▶ Data for review
<<<<
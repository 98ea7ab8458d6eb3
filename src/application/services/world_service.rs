//! World Service - Builds pristine worlds from a blueprint
//!
//! The blueprint is validated once when the service is created, so a corrupt
//! world definition aborts startup instead of surfacing mid-game.

use tracing::{debug, info, instrument};

use crate::domain::aggregates::{WorldAggregate, WorldBlueprint};
use crate::domain::error::EntityError;

pub struct WorldService {
    blueprint: WorldBlueprint,
}

impl WorldService {
    /// Create a service after checking that the blueprint builds
    #[instrument(skip(blueprint), fields(world = %blueprint.name))]
    pub fn new(blueprint: WorldBlueprint) -> Result<Self, EntityError> {
        let world = WorldAggregate::from_blueprint(&blueprint)?;
        info!(
            rooms = world.rooms().len(),
            final_enemies = world.final_enemies().len(),
            "World blueprint validated"
        );
        Ok(Self { blueprint })
    }

    pub fn blueprint(&self) -> &WorldBlueprint {
        &self.blueprint
    }

    /// A fresh world in its initial layout
    pub fn build_world(&self) -> Result<WorldAggregate, EntityError> {
        let world = WorldAggregate::from_blueprint(&self.blueprint)?;
        debug!(world = %world.name(), "Built pristine world");
        Ok(world)
    }
}

#[cfg(test)]
mod tests {
    use super::*;
    use crate::infrastructure::castle::castle_blueprint;

    #[test]
    fn test_builds_are_independent() {
        let service = WorldService::new(castle_blueprint()).unwrap();
        let mut first = service.build_world().unwrap();
        let second = service.build_world().unwrap();

        let armory = crate::domain::value_objects::RoomId::from_name("Armory");
        first
            .find_room_mut(&armory)
            .unwrap()
            .remove_item(&crate::domain::value_objects::ItemId::from_name("Holy Sword"));

        assert_eq!(first.find_room(&armory).unwrap().items().len(), 1);
        assert_eq!(second.find_room(&armory).unwrap().items().len(), 2);
    }

    #[test]
    fn test_rejects_corrupt_blueprint() {
        let mut blueprint = castle_blueprint();
        blueprint.rooms[0].name = String::new();
        assert!(matches!(
            WorldService::new(blueprint),
            Err(EntityError::InvalidEntity { .. })
        ));
    }
}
>>>>
▶ Exercise
Give the number of lines in the entries that contain the word "crate", without any other words.

▶ Result below
5